§ **Work instructions**: Print exactly those lines that run from the beginning of the data to the line bearing "partielle : les valeurs", inclusive.

§ **Provided entries**:

use std::cmp::Ordering;
use std::collections::HashMap;

use lagrille_stats::models::ValueStat;

use crate::config::Category;
use crate::selector::SelectionResult;

/// Remplacement dormeur : échange les valeurs les plus faiblement notées de
/// la sélection contre les candidats les plus en retard du vivier dormeur.
///
/// Entièrement déterministe à partir des scores de sélection et de l'ordre
/// du vivier : aucun aléa n'entre ici. Ne change jamais la taille de la
/// sélection, seulement sa composition. Si le vivier ne fournit pas assez
/// de candidats inédits, l'application est partielle : les valeurs
/// d'origine les moins faibles restent en place.
pub fn apply_dormancy(
    result: &SelectionResult,
    selection_scores: &HashMap<u8, f64>,
    dormancy_pool: &[ValueStat],
    percent: u8,
) -> SelectionResult {
    if percent == 0 || result.values.is_empty() {
        return result.clone();
    }

    let total = result.values.len();
    let mut k = ((total * percent as usize) as f64 / 10.0).round() as usize;
    // Effet visible garanti même pour les petites cibles (2 étoiles)
    if k == 0 {
        k = 1;
    }
    k = k.min(total);

    // Les scores les plus bas partent en premier ; départage par valeur
    // croissante pour rester déterministe
    let mut by_weakness: Vec<u8> = result.values.clone();
    by_weakness.sort_by(|a, b| {
        let sa = selection_scores.get(a).copied().unwrap_or(f64::INFINITY);
        let sb = selection_scores.get(b).copied().unwrap_or(f64::INFINITY);
        sa.partial_cmp(&sb).unwrap_or(Ordering::Equal).then(a.cmp(b))
    });
    let to_replace: Vec<u8> = by_weakness[..k].to_vec();
    let kept: Vec<u8> = result
        .values
        .iter()
        .copied()
        .filter(|v| !to_replace.contains(v))
        .collect();

    // Parcours du vivier dans son ordre (plus dormeur en tête)
    let mut replacements: Vec<u8> = Vec::with_capacity(k);
    for s in dormancy_pool {
        if replacements.len() >= k {
            break;
        }
        if kept.contains(&s.value) || replacements.contains(&s.value) {
            continue;
        }
        replacements.push(s.value);
    }

    let mut values: Vec<u8> = kept.clone();
    values.extend(&replacements);

    let mut source_of: HashMap<u8, Category> = HashMap::new();
    for &v in &kept {
        let tag = result.source_of.get(&v).copied().unwrap_or(Category::Complement);
        source_of.insert(v, tag);
    }
    for &v in &replacements {
        source_of.insert(v, Category::Dormeur);
    }

    // Vivier épuisé : on restaure les remplacées les moins faibles
    if values.len() < total {
        for &v in to_replace.iter().rev() {
            if values.len() >= total {
                break;
            }
            if !values.contains(&v) {
                values.push(v);
                let tag = result.source_of.get(&v).copied().unwrap_or(Category::Complement);
                source_of.insert(v, tag);
            }
        }
    }

    values.sort();
    SelectionResult { values, source_of }
}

§ **Exercise output**:
use std::cmp::Ordering;
use std::collections::HashMap;

use lagrille_stats::models::ValueStat;

use crate::config::Category;
use crate::selector::SelectionResult;

/// Remplacement dormeur : échange les valeurs les plus faiblement notées de
/// la sélection contre les candidats les plus en retard du vivier dormeur.
///
/// Entièrement déterministe à partir des scores de sélection et de l'ordre
/// du vivier : aucun aléa n'entre ici. Ne change jamais la taille de la
/// sélection, seulement sa composition. Si le vivier ne fournit pas assez
/// de candidats inédits, l'application est partielle : les valeurs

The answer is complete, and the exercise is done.